Récapitulons la synthèse des faits majeurs concernant la Passion de Jésus de Nazareth. Très affaibli par les sévices administrés lors de ses interrogatoires, surtout la séance de flagellation qui aurait pu le tuer, le couronnement d’épines et le chemin de croix, Jésus arrive en état de choc hypovolémique lorsqu’il se voit encloué brutalement, ce qui provoque de nouvelles hémorragies. Alors commence l’agonie avec la lutte incessante pour respirer en s’arc-boutant sur les clous des quatre membres, les crampes musculaires, les douleurs fulgurantes, la soif dévorante, le développement d’une acidose respiratoire et métabolique. L’estimation d’une perte de sang d’environ deux litres pendant le temps allant de la flagellation à l’agonie sur la croix, d’un litre supplémentaire lors du coup de lance et de deux litres lors de la descente de croix explique que Jésus était pratiquement exsangue au moment de la mise au tombeau… La mort pouvait tout simplement être causée par l’état d’épuisement qui amène le crucifié à cesser de lutter, ce qui provoque inévitablement la mort par asphyxie. Les évangiles nous disent qu’au moment d’expirer Jésus lança un grand cri « Tout est achevé ». Nous pouvons donc nous demander si ce cri n’indique pas un dernier événement catastrophique, par exemple un arrêt cardiaque par arythmie ventriculaire ou un infarctus du myocarde avec rupture cardiaque. Il est également possible que dans de telles circonstances des végétations thrombotiques se soient constituées et aient embolisé dans les artères coronaires. Il n’en reste pas moins que l’hypothèse de la mort par asphyxie est la plus souvent retenue : 28 auteurs sur 42, d’après un article tout récent de Habermas et coll (6).

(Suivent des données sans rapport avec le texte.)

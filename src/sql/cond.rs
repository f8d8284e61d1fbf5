use serde_json::Value;

/// A raw SQL fragment with positional `?` bindings, for host-supplied
/// expressions the planner does not need to understand.
#[derive(Debug, Clone, PartialEq)]
pub struct SqlExpr {
    pub sql: String,
    pub bindings: Vec<Value>,
}

impl SqlExpr {
    pub fn new(sql: impl Into<String>) -> Self {
        Self { sql: sql.into(), bindings: Vec::new() }
    }

    pub fn with_bindings(sql: impl Into<String>, bindings: Vec<Value>) -> Self {
        Self { sql: sql.into(), bindings }
    }
}

/// Condition tree rendered into a WHERE clause or join restriction. Column
/// names are either alias-qualified (`table.column`) or select output names.
#[derive(Debug, Clone, PartialEq)]
pub enum SqlCond {
    /// `column = ?`, or `column is null` for a null value.
    Eq { column: String, value: Value },
    /// `column <op> ?`
    Cmp { column: String, op: String, value: Value },
    NotNull { column: String },
    In { column: String, values: Vec<Value> },
    /// Tuple membership: `(c1, c2) in ((?, ?), ...)`.
    InTuples { columns: Vec<String>, tuples: Vec<Vec<Value>> },
    And(Vec<SqlCond>),
    Or(Vec<SqlCond>),
    /// Always false; renders `0 = 1`.
    Never,
    Raw(SqlExpr),
}

impl SqlCond {
    pub fn render(&self, sql: &mut String, bindings: &mut Vec<Value>) {
        match self {
            SqlCond::Eq { column, value } => {
                if value.is_null() {
                    sql.push_str(column);
                    sql.push_str(" is null");
                } else {
                    sql.push_str(column);
                    sql.push_str(" = ?");
                    bindings.push(value.clone());
                }
            }
            SqlCond::Cmp { column, op, value } => {
                sql.push_str(column);
                sql.push(' ');
                sql.push_str(op);
                sql.push_str(" ?");
                bindings.push(value.clone());
            }
            SqlCond::NotNull { column } => {
                sql.push_str(column);
                sql.push_str(" is not null");
            }
            SqlCond::In { column, values } => {
                if values.is_empty() {
                    sql.push_str("0 = 1");
                    return;
                }
                sql.push_str(column);
                sql.push_str(" in (");
                for (i, value) in values.iter().enumerate() {
                    if i > 0 {
                        sql.push_str(", ");
                    }
                    sql.push('?');
                    bindings.push(value.clone());
                }
                sql.push(')');
            }
            SqlCond::InTuples { columns, tuples } => {
                if tuples.is_empty() {
                    sql.push_str("0 = 1");
                    return;
                }
                if columns.len() == 1 {
                    let values = tuples.iter().filter_map(|t| t.first().cloned()).collect();
                    SqlCond::In { column: columns[0].clone(), values }.render(sql, bindings);
                    return;
                }
                sql.push('(');
                sql.push_str(&columns.join(", "));
                sql.push_str(") in (");
                for (i, tuple) in tuples.iter().enumerate() {
                    if i > 0 {
                        sql.push_str(", ");
                    }
                    sql.push('(');
                    for (j, value) in tuple.iter().enumerate() {
                        if j > 0 {
                            sql.push_str(", ");
                        }
                        sql.push('?');
                        bindings.push(value.clone());
                    }
                    sql.push(')');
                }
                sql.push(')');
            }
            SqlCond::And(conds) => render_list(conds, " and ", sql, bindings),
            SqlCond::Or(conds) => render_list(conds, " or ", sql, bindings),
            SqlCond::Never => sql.push_str("0 = 1"),
            SqlCond::Raw(expr) => {
                sql.push_str(&expr.sql);
                bindings.extend(expr.bindings.iter().cloned());
            }
        }
    }

    /// True for conditions that need parentheses when embedded in a larger
    /// clause.
    pub fn is_composite(&self) -> bool {
        matches!(self, SqlCond::And(c) | SqlCond::Or(c) if c.len() > 1)
    }

    pub fn render_grouped(&self, sql: &mut String, bindings: &mut Vec<Value>) {
        if self.is_composite() {
            sql.push('(');
            self.render(sql, bindings);
            sql.push(')');
        } else {
            self.render(sql, bindings);
        }
    }

    pub fn to_sql(&self) -> (String, Vec<Value>) {
        let mut sql = String::new();
        let mut bindings = Vec::new();
        self.render(&mut sql, &mut bindings);
        (sql, bindings)
    }
}

fn render_list(conds: &[SqlCond], sep: &str, sql: &mut String, bindings: &mut Vec<Value>) {
    if conds.is_empty() {
        sql.push_str("1 = 1");
        return;
    }
    if conds.len() == 1 {
        conds[0].render(sql, bindings);
        return;
    }
    for (i, cond) in conds.iter().enumerate() {
        if i > 0 {
            sql.push_str(sep);
        }
        cond.render_grouped(sql, bindings);
    }
}

#[cfg(test)]
mod tests {
    use super::*;
    use serde_json::json;

    #[test]
    fn eq_with_null_renders_is_null() {
        let (sql, bindings) = SqlCond::Eq { column: "a".into(), value: Value::Null }.to_sql();
        assert_eq!(sql, "a is null");
        assert!(bindings.is_empty());
    }

    #[test]
    fn nested_or_of_ands_parenthesizes_branches() {
        let cond = SqlCond::Or(vec![
            SqlCond::Cmp { column: "b".into(), op: ">".into(), value: json!("bar") },
            SqlCond::And(vec![
                SqlCond::Eq { column: "b".into(), value: json!("bar") },
                SqlCond::Cmp { column: "c".into(), op: "<".into(), value: json!(0) },
            ]),
        ]);
        let (sql, bindings) = cond.to_sql();
        assert_eq!(sql, "b > ? or (b = ? and c < ?)");
        assert_eq!(bindings, vec![json!("bar"), json!("bar"), json!(0)]);
    }

    #[test]
    fn tuple_membership_collapses_to_plain_in_for_one_column() {
        let cond = SqlCond::InTuples {
            columns: vec!["pet.owner_id".into()],
            tuples: vec![vec![json!(1)], vec![json!(2)]],
        };
        let (sql, bindings) = cond.to_sql();
        assert_eq!(sql, "pet.owner_id in (?, ?)");
        assert_eq!(bindings, vec![json!(1), json!(2)]);
    }

    #[test]
    fn tuple_membership_renders_tuples() {
        let cond = SqlCond::InTuples {
            columns: vec!["a".into(), "b".into()],
            tuples: vec![vec![json!(1), json!(2)], vec![json!(3), json!(4)]],
        };
        let (sql, bindings) = cond.to_sql();
        assert_eq!(sql, "(a, b) in ((?, ?), (?, ?))");
        assert_eq!(bindings, vec![json!(1), json!(2), json!(3), json!(4)]);
    }

    #[test]
    fn empty_tuple_membership_is_unsatisfiable() {
        let cond = SqlCond::InTuples { columns: vec!["a".into()], tuples: vec![] };
        assert_eq!(cond.to_sql().0, "0 = 1");
    }
}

Ce qui paraît certain, c’est que Jésus est bien mort sur la croix, que la mort avait déjà fait son œuvre au moment du coup de lance et que la rigidité cadavérique était déjà présente au moment de la descente de croix.

Références

  1. J-C Petifils. « Jésus ». Editions Fayard, Paris octobre 2011.

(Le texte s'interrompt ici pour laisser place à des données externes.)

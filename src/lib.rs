pub mod sql;

pub mod resolver;
pub use resolver::{
    ConnectionArgs, EquiJoin, FetchResult, JoinSpec, ProvidedJoin, ResolverError, ResolverFactory,
    ResolverId, ResolverOptions, ResolverTree, Row, UnionJoin,
};

pub mod executor;
pub use executor::{CapturingExecutor, MemoryExecutor, RowExecutor};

  2. WD Edwards, WJ Gabel, FE Hosmer. « On the physical death of Jesus Christ ». JAMA, March 21, vol 255, 1986.
  3. J-C Petitfils. « Le saint Suaire de Turin, témoin de la Passion de Jésus-Christ ». Editions Tallandier, Paris, août 2022.
  4. F. Giraud, T Castex, Y-M Giraud. « Etudes et révélations sur le linceul ». Editions Rassemblement à son image, Plouisy, décembre 2017.
  5. P Barbet. « La Passion de Jésus Christ selon le chirurgien ». 11e édition, Editions paulines, Médiaspaul, Paris, 1965.
  6. G Habermas, J Kopel, B Shaw. « Medical views on the death by crucifixion of Jesus Christ ». Proc (Bayl Univ Med Cent) 2021 ; 34 (66666) : 748-752.